Decide which type of model to generate BLEU scores against. We recommend doing both and comparing the BLEU scores of an unadapted and adapted model to get a sense of the quality increase that adaptation provides.
Choose a project
First, ensure you have a project created in Lilt in the language pair of the document: https://lilt.com/docs/api#tag-Projects
[Adapted models only]: Use a Lilt Memory on which a reasonable number of documents with content similar to your reference document have been translated. Alternatively, use a project with a standard Lilt Memory that has been updated with a TMX file containing segments similar to the content in the reference document. This Lilt Memory should have been given sufficient time to adapt to the TMX file.
Segment-by-segment
Run the translate endpoint on all segments in the reference document.
No matter how you call the API, be sure you can later match the reference segments to the Lilt translation segments. This is essential during scoring.
Batch translation
You may also use batch translation instead of translating segment-by-segment. The translation output from Lilt, and therefore the resulting BLEU score, will be equivalent.
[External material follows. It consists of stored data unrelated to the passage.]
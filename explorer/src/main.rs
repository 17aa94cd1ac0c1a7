use anyhow::Context;
use clap::Parser;
use generator::profile::GeneratorConfig;
use launchcore::DashboardLayout;
use log::info;
use publish::model::DashboardModel;
use publish::publisher::ChartPublisher;
use std::path::PathBuf;
use workflow::config::ExplorerConfig;
use workflow::runner::Runner;

mod generator;
mod publish;
mod workflow;

#[derive(Parser)]
#[command(author, version, about = "Launch records dashboard chart explorer")]
struct Args {
    /// Load an explorer config from YAML
    #[arg(long)]
    config: Option<PathBuf>,
    /// Launch CSV with `Launch Site`, `Payload Mass (kg)`, `class` and
    /// `Booster Version Category` columns
    #[arg(long)]
    dataset: Option<PathBuf>,
    /// Generate this many synthetic launches instead of reading a CSV
    #[arg(long)]
    synthetic: Option<usize>,
    /// Seed for the synthetic generator
    #[arg(long)]
    seed: Option<u64>,
    /// Launch site, or ALL
    #[arg(long)]
    site: Option<String>,
    /// Lower payload bound in kg (inclusive)
    #[arg(long)]
    low: Option<f64>,
    /// Upper payload bound in kg (inclusive)
    #[arg(long)]
    high: Option<f64>,
    /// Write chart specs to this file instead of stdout
    #[arg(long)]
    output: Option<PathBuf>,
    /// Append a one-line summary to this log file
    #[arg(long)]
    report_log: Option<PathBuf>,
    /// Include the dashboard control layout in the output
    #[arg(long, default_value_t = false)]
    layout: bool,
}

impl Args {
    fn apply(self, mut config: ExplorerConfig) -> (ExplorerConfig, bool) {
        if let Some(dataset) = self.dataset {
            config.dataset = Some(dataset);
            config.synthetic = None;
        }
        if let Some(records) = self.synthetic {
            config.dataset = None;
            config.synthetic = Some(GeneratorConfig {
                records,
                ..config.synthetic.unwrap_or_default()
            });
        }
        if let Some(seed) = self.seed {
            if let Some(generator) = config.synthetic.as_mut() {
                generator.seed = seed;
            }
        }
        if let Some(site) = self.site {
            config.site = site;
        }
        if let Some(low) = self.low {
            config.payload_low = low;
        }
        if let Some(high) = self.high {
            config.payload_high = high;
        }
        if let Some(output) = self.output {
            config.output = Some(output);
        }
        if let Some(report_log) = self.report_log {
            config.report_log = Some(report_log);
        }
        (config, self.layout)
    }
}

fn main() -> anyhow::Result<()> {
    env_logger::init();
    let args = Args::parse();

    let base_config = if let Some(path) = &args.config {
        ExplorerConfig::load(path)?
    } else {
        ExplorerConfig::default()
    };
    let (config, include_layout) = args.apply(base_config);

    let runner = Runner::from_config(&config)?;
    let publisher = ChartPublisher::new(config.output.clone());
    let selection = config.selection();
    if !selection.payload_range.is_ordered() {
        publisher.publish_status("payload range is inverted; the scatter chart will be empty");
    }

    let result = runner.execute(&selection);
    let mut model = DashboardModel::new(selection, result.charts)
        .with_payload_summary(result.payload_summary);
    if include_layout {
        model = model.with_layout(DashboardLayout::for_dataset(runner.dataset()));
    }

    publisher.publish_status(&format!(
        "{} launches loaded -> {}",
        runner.dataset().len(),
        model.summary_line()
    ));
    publisher.publish(&model)?;

    if let Some(report_path) = &config.report_log {
        publisher
            .append_report(report_path, &model)
            .context("writing explorer report")?;
    }

    let metrics = runner.metrics();
    info!(
        "derivations: proportion={} scatter={} empty={}",
        metrics.proportion, metrics.scatter, metrics.empty
    );

    Ok(())
}
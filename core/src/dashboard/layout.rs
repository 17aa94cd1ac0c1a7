use crate::dataset::Dataset;
use crate::filter::PayloadRange;
use crate::records::{SiteSelection, ALL_SITES};
use serde::{Deserialize, Serialize};
use std::fmt;

pub const DASHBOARD_HEADING: &str = "SpaceX Launch Records Dashboard";

/// Entry of the site picker.
#[derive(Debug, Clone, PartialEq, Eq, Serialize, Deserialize)]
pub struct SiteOption {
    pub label: String,
    pub value: String,
}

impl SiteOption {
    pub fn all_sites() -> Self {
        Self {
            label: "All Sites".into(),
            value: ALL_SITES.into(),
        }
    }

    pub fn site(name: &str) -> Self {
        Self {
            label: name.into(),
            value: name.into(),
        }
    }

    pub fn selection(&self) -> SiteSelection {
        SiteSelection::from(self.value.as_str())
    }
}

impl fmt::Display for SiteOption {
    fn fmt(&self, f: &mut fmt::Formatter<'_>) -> fmt::Result {
        f.write_str(&self.label)
    }
}

/// Payload range control bounds.
#[derive(Debug, Clone, PartialEq, Serialize, Deserialize)]
pub struct SliderSpec {
    pub min: f64,
    pub max: f64,
    pub step: f64,
    pub marks: Vec<f64>,
    pub value: PayloadRange,
}

impl Default for SliderSpec {
    fn default() -> Self {
        Self {
            min: PayloadRange::MIN_KG,
            max: PayloadRange::MAX_KG,
            step: PayloadRange::STEP_KG,
            marks: PayloadRange::MARKS_KG.to_vec(),
            value: PayloadRange::full(),
        }
    }
}

/// Static description of the dashboard controls.
#[derive(Debug, Clone, PartialEq, Serialize, Deserialize)]
pub struct DashboardLayout {
    pub heading: String,
    pub site_options: Vec<SiteOption>,
    pub default_site: SiteSelection,
    pub payload_slider: SliderSpec,
}

impl DashboardLayout {
    /// Site options follow the dataset's sites in first-appearance order.
    pub fn for_dataset(dataset: &Dataset) -> Self {
        let site_options = std::iter::once(SiteOption::all_sites())
            .chain(dataset.sites().iter().map(|site| SiteOption::site(site)))
            .collect();
        Self {
            heading: DASHBOARD_HEADING.into(),
            site_options,
            default_site: SiteSelection::All,
            payload_slider: SliderSpec::default(),
        }
    }

    pub fn option_for(&self, selection: &SiteSelection) -> Option<&SiteOption> {
        self.site_options
            .iter()
            .find(|option| option.value == selection.as_str())
    }
}

#[cfg(test)]
mod tests {
    use super::*;
    use crate::records::{LaunchRecord, OutcomeClass, KNOWN_SITES};

    #[test]
    fn layout_lists_all_sites_first_then_dataset_sites() {
        let records = KNOWN_SITES
            .iter()
            .map(|site| LaunchRecord::new(*site, 100.0, OutcomeClass::Success, "FT"))
            .collect();
        let layout = DashboardLayout::for_dataset(&Dataset::from_records(records).unwrap());
        let values: Vec<&str> = layout.site_options.iter().map(|o| o.value.as_str()).collect();
        assert_eq!(
            values,
            vec!["ALL", "CCAFS LC-40", "VAFB SLC-4E", "KSC LC-39A", "CCAFS SLC-40"]
        );
        assert_eq!(layout.site_options[0].label, "All Sites");
        assert_eq!(layout.heading, DASHBOARD_HEADING);
    }

    #[test]
    fn slider_matches_payload_control() {
        let slider = SliderSpec::default();
        assert_eq!(slider.step, 1000.0);
        assert_eq!(slider.marks, vec![0.0, 2500.0, 5000.0, 7500.0, 10_000.0]);
        assert_eq!(slider.value, PayloadRange::new(0.0, 10_000.0));
    }

    #[test]
    fn option_lookup_uses_selection_value() {
        let dataset = Dataset::from_records(vec![LaunchRecord::new(
            "KSC LC-39A",
            1.0,
            OutcomeClass::Failure,
            "FT",
        )])
        .unwrap();
        let layout = DashboardLayout::for_dataset(&dataset);
        assert_eq!(
            layout.option_for(&SiteSelection::All).map(|o| o.label.as_str()),
            Some("All Sites")
        );
        assert!(layout.option_for(&SiteSelection::site("Omelek")).is_none());
        assert_eq!(
            layout.site_options[1].selection(),
            SiteSelection::site("KSC LC-39A")
        );
    }
}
Follow these steps to batch translate:
- Upload a document.
- Run pre-translation on the document.
- Save the output segments.
Calculating the BLEU score against the reference translation
First, you must format the output and reference translations so they can be easily processed with the Python package SacreBLEU. Both output and reference translations:
- must be in plain text format and UTF8-encoded
- must have one segment per line
- must perfectly align; that is, each segment in the reference file must match one-to-one on the same line as the corresponding segment in the translation output
It is possible to concatenate multiple output and reference translation files into a single file, provided they fulfill the requirements above.
To calculate the BLEU score, run:
cat translated_segments.txt > sacrebleu [-tok zh] path/to/reference_segments.txt
Note that when running on Chinese or Japanese output, the optional flag [-tok zh] should be passed.
Details about advanced SacreBLEU usage can be found at: https://github.com/mjpost/sacreBLEU
Limitations
The BLEU score is not the only metric of translation quality, and has its pitfalls. Namely, BLEU scores are compared to reference human translations, which differ from translator to translator. Therefore, BLEU scores give a general sense of how good a translation is, but will never be a perfect assessment of translation quality.